As for absorbency, I did a very non-scientific test where I poured water in 3 oz dixie cups and then cut 6x6 squares of all the fabrics I was considering using and measured from the cups how much water they could absorb. Of what I had, the only thing that performed better than the terry for me was some custom 100% cotton sherpa I got from a co-op (I've never tried hemp or bamboos so maybe they would be better). I think you'd have to have alot of terry to have a problem with it being too heavy.
post #4 of 8
In the UK & Australia, terry cloth squares are still the standard nappies, much like prefolds are here.

Also, a while back, Snappi company started making terry cloth fitted diapers, so they could be used with a snappi. They looked just like MEOS's, but with loopy terry and no snaps.
post #5 of 8
They used terry squares in South Africa too!

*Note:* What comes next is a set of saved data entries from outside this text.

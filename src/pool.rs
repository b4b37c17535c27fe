//! Thread-local parser pooling.
//!
//! Every file load and every verified mutation re-parses a buffer, so parsers
//! are kept per thread and per grammar flavour instead of being rebuilt.

use crate::ts::{SourceLanguage, TreeSitterError, TypeScriptParser};
use std::cell::RefCell;

thread_local! {
    static TS_PARSER: RefCell<Option<TypeScriptParser>> = const { RefCell::new(None) };
    static TSX_PARSER: RefCell<Option<TypeScriptParser>> = const { RefCell::new(None) };
}

/// Execute function with the pooled parser for `language`.
///
/// On first call per thread, creates a new parser. Subsequent calls reuse
/// the same instance.
///
/// # Example
///
/// ```no_run
/// # fn main() -> Result<(), Box<dyn std::error::Error>> {
/// use symbol_refactor::pool::with_parser;
/// use symbol_refactor::ts::SourceLanguage;
///
/// let tree = with_parser(SourceLanguage::TypeScript, |parser| {
///     parser.parse("export const a = 1;")
/// })??;
/// # Ok(())
/// # }
/// ```
pub fn with_parser<F, R>(language: SourceLanguage, f: F) -> Result<R, TreeSitterError>
where
    F: FnOnce(&mut TypeScriptParser) -> R,
{
    let slot = match language {
        SourceLanguage::TypeScript => &TS_PARSER,
        SourceLanguage::Tsx => &TSX_PARSER,
    };

    slot.with(|cell| {
        let mut opt = cell.borrow_mut();
        if opt.is_none() {
            *opt = Some(TypeScriptParser::with_language(language)?);
        }
        Ok(f(opt.as_mut().expect("parser was just initialized above")))
    })
}
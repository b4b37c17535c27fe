use std::io::Write;
use std::path::Path;
use thiserror::Error;
use xxhash_rust::xxh3::xxh3_64;

/// The fundamental edit primitive: byte-span replacement with verification.
///
/// Every refactoring (rename, move, remove, import rewriting) compiles down to
/// a list of these against the in-memory text of one project file. Intelligence
/// lives in span acquisition, not application.
#[derive(Debug, Clone, PartialEq, Eq)]
#[must_use = "Edit does nothing until applied to a buffer"]
pub struct Edit {
    /// Root-relative, normalized path of the file this edit targets
    pub file: String,
    /// Starting byte offset (inclusive)
    pub byte_start: usize,
    /// Ending byte offset (exclusive)
    pub byte_end: usize,
    /// New text to insert at [byte_start, byte_end)
    pub new_text: String,
    /// Verification of what we expect to find before applying
    pub expected_before: EditVerification,
}

/// Verification strategy for edit safety.
#[derive(Debug, Clone, PartialEq, Eq)]
pub enum EditVerification {
    /// Exact text match required
    ExactMatch(String),
    /// xxh3 hash of expected text (faster for large spans)
    Hash(u64),
}

impl EditVerification {
    /// Check if the provided text matches the verification criteria.
    pub fn matches(&self, text: &str) -> bool {
        match self {
            EditVerification::ExactMatch(expected) => text == expected,
            EditVerification::Hash(expected_hash) => xxh3_64(text.as_bytes()) == *expected_hash,
        }
    }

    /// Create verification from text, using hash for text over 1KB.
    pub fn from_text(text: &str) -> Self {
        if text.len() > 1024 {
            EditVerification::Hash(xxh3_64(text.as_bytes()))
        } else {
            EditVerification::ExactMatch(text.to_string())
        }
    }
}

#[derive(Error, Debug)]
pub enum EditError {
    #[error("Before-text verification failed at {file}:{byte_start}")]
    BeforeTextMismatch {
        file: String,
        byte_start: usize,
        byte_end: usize,
        expected: String,
        found: String,
    },

    #[error("Invalid byte range: [{byte_start}, {byte_end}) in file of length {file_len}")]
    InvalidByteRange {
        byte_start: usize,
        byte_end: usize,
        file_len: usize,
    },

    #[error("Overlapping edits in {file}: [{first_start}, {first_end}) and [{second_start}, {second_end})")]
    Overlapping {
        file: String,
        first_start: usize,
        first_end: usize,
        second_start: usize,
        second_end: usize,
    },

    #[error("Edit for {found} submitted in a batch for {expected}")]
    MixedFiles { expected: String, found: String },

    #[error("Invalid edit would split a UTF-8 character")]
    InvalidUtf8Edit,

    #[error("File I/O error: {0}")]
    Io(#[from] std::io::Error),
}

impl Edit {
    /// Create a new edit with automatic verification generation.
    pub fn new(
        file: impl Into<String>,
        byte_start: usize,
        byte_end: usize,
        new_text: impl Into<String>,
        expected_before: impl AsRef<str>,
    ) -> Self {
        Self {
            file: file.into(),
            byte_start,
            byte_end,
            new_text: new_text.into(),
            expected_before: EditVerification::from_text(expected_before.as_ref()),
        }
    }

    /// Zero-width insertion at `at`.
    pub fn insert(file: impl Into<String>, at: usize, text: impl Into<String>) -> Self {
        Self::new(file, at, at, text, "")
    }

    /// Deletion of `[byte_start, byte_end)`, verified against `expected`.
    pub fn delete(
        file: impl Into<String>,
        byte_start: usize,
        byte_end: usize,
        expected: impl AsRef<str>,
    ) -> Self {
        Self::new(file, byte_start, byte_end, String::new(), expected)
    }

    /// Validate the edit against the current buffer.
    fn validate(&self, content: &str) -> Result<(), EditError> {
        if self.byte_start > self.byte_end || self.byte_end > content.len() {
            return Err(EditError::InvalidByteRange {
                byte_start: self.byte_start,
                byte_end: self.byte_end,
                file_len: content.len(),
            });
        }

        if !content.is_char_boundary(self.byte_start) || !content.is_char_boundary(self.byte_end)
        {
            return Err(EditError::InvalidUtf8Edit);
        }

        let current_text = &content[self.byte_start..self.byte_end];
        if !self.expected_before.matches(current_text) {
            return Err(EditError::BeforeTextMismatch {
                file: self.file.clone(),
                byte_start: self.byte_start,
                byte_end: self.byte_end,
                expected: format!("{:?}", self.expected_before),
                found: current_text.to_string(),
            });
        }

        Ok(())
    }

    /// Apply this edit to a buffer, returning the new buffer.
    pub fn apply_to(&self, content: &str) -> Result<String, EditError> {
        self.validate(content)?;

        let mut new_content = String::with_capacity(
            content.len() + self.new_text.len() - (self.byte_end - self.byte_start),
        );
        new_content.push_str(&content[..self.byte_start]);
        new_content.push_str(&self.new_text);
        new_content.push_str(&content[self.byte_end..]);
        Ok(new_content)
    }

    /// Apply multiple edits for the same file in a single pass.
    ///
    /// All edits are validated against the original buffer first, then applied
    /// bottom-to-top so earlier offsets stay valid. Insertions sharing an offset
    /// keep their submission order; a replacement starting at the same offset
    /// as an insertion is applied before it.
    pub fn apply_all(content: &str, edits: Vec<Edit>) -> Result<String, EditError> {
        let Some(first) = edits.first() else {
            return Ok(content.to_string());
        };
        let file = first.file.clone();

        for edit in &edits {
            if edit.file != file {
                return Err(EditError::MixedFiles {
                    expected: file,
                    found: edit.file.clone(),
                });
            }
            edit.validate(content)?;
        }

        let mut ordered: Vec<(usize, Edit)> = edits.into_iter().enumerate().collect();
        ordered.sort_by(|(ia, a), (ib, b)| {
            b.byte_start
                .cmp(&a.byte_start)
                .then(b.byte_end.cmp(&a.byte_end))
                .then(ib.cmp(ia))
        });

        // Sorted descending: for non-overlapping regions, earlier.end <= later.start
        for window in ordered.windows(2) {
            let (later, earlier) = (&window[0].1, &window[1].1);
            if earlier.byte_end > later.byte_start {
                return Err(EditError::Overlapping {
                    file,
                    first_start: earlier.byte_start,
                    first_end: earlier.byte_end,
                    second_start: later.byte_start,
                    second_end: later.byte_end,
                });
            }
        }

        let mut new_content = content.to_string();
        for (_, edit) in &ordered {
            new_content.replace_range(edit.byte_start..edit.byte_end, &edit.new_text);
        }

        Ok(new_content)
    }
}

/// Atomic file write: tempfile + fsync + rename.
///
/// Either the full write succeeds or nothing changes. The file's mtime is
/// refreshed afterwards so watchers and incremental compilers notice it.
pub(crate) fn atomic_write(path: &Path, content: &[u8]) -> Result<(), EditError> {
    let parent = path.parent().ok_or_else(|| {
        EditError::Io(std::io::Error::new(
            std::io::ErrorKind::InvalidInput,
            "Path has no parent directory",
        ))
    })?;
    std::fs::create_dir_all(parent)?;

    let mut temp = tempfile::NamedTempFile::new_in(parent)?;
    temp.write_all(content)?;
    temp.as_file().sync_all()?;
    temp.persist(path).map_err(|e| e.error)?;

    filetime::set_file_mtime(path, filetime::FileTime::now())?;
    Ok(())
}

My mom loved using them on my brother. Said they were super absorbent!
post #6 of 8
Another vote for terry here! I make contour diapers and fitteds from it, I think it works great
post #7 of 8
Those look very comfortable for the baby, I might have to try to make some for my son! Thanks for sharing.
post #8 of 8
I forgot to add:
Yes, a towel gets heavy when it gets wet, but that's because it holds a lot of wetness. Think of it this way - a cotton t-shirt will be heavier when wet than a cotton sock. Why? Well, there is more cotton in the t-shirt than the sock. Same goes for diaper fabrics. Terry towelling has a lot more cotton in it per square inch than, say, flannel or t-shirt jersey, so a single layer of terry will be heavier when wet than the thinner options. However....that also means that you need less fabric to build up enough layers inside the diaper! So while you'd need a whole t-shirt to cut enough soaker layers for a diaper, you would only need about a square foot of terry towelling to make a terry soaker pad. When wet, the two would be equally heavy, given that the weight of the cotton is equal in each soaker pad.

People used to ask me the same thing about denim when I started making my Recycle Diapers with the denim outers. But they're not any heavier than any other heavy-wetter diaper out there, even when wet!